Seit Mitte 2022 schwächt sich in der Schweiz der Anstieg der Produzenten- und Importpreise wieder ab, und seit Februar dieses Jahres verlangsamt sich auch die Zuwachsrate der Konsumentenpreise. Insbesondere die Preise für Benzin, Heizöl und Gas sind im Vergleich zu ihren Rekordständen gesunken und wirken nun wieder deflationär. Zudem waren im vergangenen Jahr die Monate Mai bis Juli von einem starken Preisanstieg geprägt, so dass aufgrund des Basiseffektes die Teuerung in der Schweiz bereits im Juni unter die 2-Prozent-Marke fallen könnte.
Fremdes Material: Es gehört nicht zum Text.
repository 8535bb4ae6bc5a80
//! Basic logger usage example
//!
//! Demonstrates format template validation, level flag filtering, and
//! console dispatch.
//!
//! Run with: cargo run --example basic_usage

use std::collections::HashMap;
use template_logger_system::prelude::*;

fn main() -> Result<()> {
    println!("=== Template Logger System - Basic Usage Example ===\n");

    // The preset logger: standard format, console destination, all levels
    let mut logger = presets::simple_logger();

    println!("1. Logging at different levels:");
    logger.trace("This is a trace message")?;
    logger.debug("This is a debug message")?;
    logger.info("This is an info message")?;
    logger.warn("This is a warning message")?;
    logger.error("This is an error message")?;
    logger.fatal("This is a fatal message")?;

    println!("\n2. Level flags filter exactly, not by threshold:");
    logger.set_levels(&[LogLevel::Debug, LogLevel::Fatal]);
    logger.info("Info message (suppressed)")?;
    logger.debug("Debug message (visible)")?;
    logger.fatal("Fatal message (visible)")?;

    println!("\n3. A custom format with static and dynamic tokens:");
    let template = FormatTemplate::new(
        "%{APP}% [%{LEVEL}%] %{*USER}%: %{MESSAGE}%",
        HashMap::from([("APP".to_string(), "demo".to_string())]),
    )?;
    let index = logger.add_format(template);
    logger.set_levels(&[LogLevel::Info]);

    let values = HashMap::from([("USER".to_string(), "alice".to_string())]);
    logger.log("logged in", &values, index, LogLevel::Info)?;

    println!("\n4. Invalid formats are rejected before use:");
    match FormatTemplate::new("[%{LEVEL}%] no message token", HashMap::new()) {
        Ok(_) => println!("   unexpected: format accepted"),
        Err(err) => println!("   rejected: {}", err),
    }
    match FormatTemplate::new("%{MESSAGE}% %{MESSAGE}%", HashMap::new()) {
        Ok(_) => println!("   unexpected: format accepted"),
        Err(err) => println!("   rejected: {}", err),
    }

    logger.flush()?;
    println!("\n=== Example completed successfully! ===");
    Ok(())
}
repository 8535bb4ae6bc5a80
//! Console sink implementation

use crate::core::{Destination, LogLevel, Result, Sink};
use colored::Colorize;

/// Writes rendered lines to the terminal, `Error` and `Fatal` to stderr,
/// everything else to stdout.
pub struct ConsoleSink {
    use_colors: bool,
}

impl ConsoleSink {
    pub fn new() -> Self {
        Self { use_colors: true }
    }

    pub fn with_colors(use_colors: bool) -> Self {
        Self { use_colors }
    }
}

impl Default for ConsoleSink {
    fn default() -> Self {
        Self::new()
    }
}

impl Sink for ConsoleSink {
    fn kind(&self) -> Destination {
        Destination::Console
    }

    fn write(&mut self, rendered: &str, level: LogLevel) -> Result<()> {
        let line = if self.use_colors {
            rendered.color(level.color_code()).to_string()
        } else {
            rendered.to_string()
        };

        match level {
            LogLevel::Error | LogLevel::Fatal => eprintln!("{}", line),
            _ => println!("{}", line),
        }
        Ok(())
    }

    fn flush(&mut self) -> Result<()> {
        use std::io::Write;
        // Both streams are written to, flush both
        std::io::stdout().flush()?;
        std::io::stderr().flush()?;
        Ok(())
    }

    fn name(&self) -> &str {
        "console"
    }
}

#[cfg(test)]
mod tests {
    use super::*;

    #[test]
    fn test_console_sink_kind_and_name() {
        let sink = ConsoleSink::new();
        assert_eq!(sink.kind(), Destination::Console);
        assert_eq!(sink.name(), "console");
    }

    #[test]
    fn test_console_sink_writes_without_error() {
        let mut sink = ConsoleSink::with_colors(false);
        sink.write("plain line", LogLevel::Info).expect("stdout write");
        sink.write("error line", LogLevel::Error).expect("stderr write");
        sink.flush().expect("flush");
    }
}
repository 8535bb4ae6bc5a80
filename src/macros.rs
//! Logging macros for ergonomic log message formatting.
//!
//! These macros provide a convenient interface for logging with automatic
//! string formatting, similar to `println!` and `format!`. They dispatch
//! through format index 0 with no dynamic values; calls that need another
//! format or per-call token values go through [`Logger::log`](crate::Logger::log)
//! directly.
//!
//! # Examples
//!
//! ```
//! use template_logger_system::prelude::*;
//! use template_logger_system::info;
//!
//! let logger = presets::simple_logger();
//!
//! // Basic logging
//! let _ = info!(logger, "Server started");
//!
//! // With format arguments
//! let port = 8080;
//! let _ = info!(logger, "Server listening on port {}", port);
//! ```

/// Log a message with automatic formatting.
///
/// # Examples
///
/// ```
/// # use template_logger_system::prelude::*;
/// # let logger = presets::simple_logger();
/// use template_logger_system::log;
/// let _ = log!(logger, LogLevel::Info, "Simple message");
/// let _ = log!(logger, LogLevel::Error, "Error code: {}", 500);
/// ```
#[macro_export]
macro_rules! log {
    ($logger:expr, $level:expr, $($arg:tt)+) => {
        $logger.log(
            &format!($($arg)+),
            &::std::collections::HashMap::new(),
            0,
            $level,
        )
    };
}

/// Log a trace-level message.
#[macro_export]
macro_rules! trace {
    ($logger:expr, $($arg:tt)+) => {
        $crate::log!($logger, $crate::LogLevel::Trace, $($arg)+)
    };
}

/// Log a debug-level message.
#[macro_export]
macro_rules! debug {
    ($logger:expr, $($arg:tt)+) => {
        $crate::log!($logger, $crate::LogLevel::Debug, $($arg)+)
    };
}

/// Log an info-level message.
///
/// # Examples
///
/// ```
/// # use template_logger_system::prelude::*;
/// # let logger = presets::simple_logger();
/// use template_logger_system::info;
/// let _ = info!(logger, "Application started");
/// let _ = info!(logger, "Processing {} items", 100);
/// ```
#[macro_export]
macro_rules! info {
    ($logger:expr, $($arg:tt)+) => {
        $crate::log!($logger, $crate::LogLevel::Info, $($arg)+)
    };
}

/// Log a warning-level message.
#[macro_export]
macro_rules! warn {
    ($logger:expr, $($arg:tt)+) => {
        $crate::log!($logger, $crate::LogLevel::Warn, $($arg)+)
    };
}

/// Log an error-level message.
#[macro_export]
macro_rules! error {
    ($logger:expr, $($arg:tt)+) => {
        $crate::log!($logger, $crate::LogLevel::Error, $($arg)+)
    };
}

/// Log a fatal-level message.
#[macro_export]
macro_rules! fatal {
    ($logger:expr, $($arg:tt)+) => {
        $crate::log!($logger, $crate::LogLevel::Fatal, $($arg)+)
    };
}
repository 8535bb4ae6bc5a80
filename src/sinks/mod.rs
//! Sink implementations

#[cfg(feature = "console")]
pub mod console;
#[cfg(feature = "file")]
pub mod file;

#[cfg(feature = "console")]
pub use console::ConsoleSink;
#[cfg(feature = "file")]
pub use file::FileSink;

pub use crate::core::Sink;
Allerdings wird die Situation in der zweiten Hälfte des laufenden Jahres schwieriger. Denn die Leitzinserhöhungen der Schweizerischen Nationalbank (SNB) haben zu einem Anstieg des hypothekarischen Referenzzinssatzes geführt. Dies ermöglicht den Vermietern, den Mietzins im Herbst anzuheben. Da die Mietausgaben im Landesindex der Konsumentenpreise rund 19 Prozent ausmachen, schlagen Mietpreiserhöhungen stark auf die Teuerung durch. Mittel- und längerfristig dürften allerdings andere Preistreiber eine Rolle spielen.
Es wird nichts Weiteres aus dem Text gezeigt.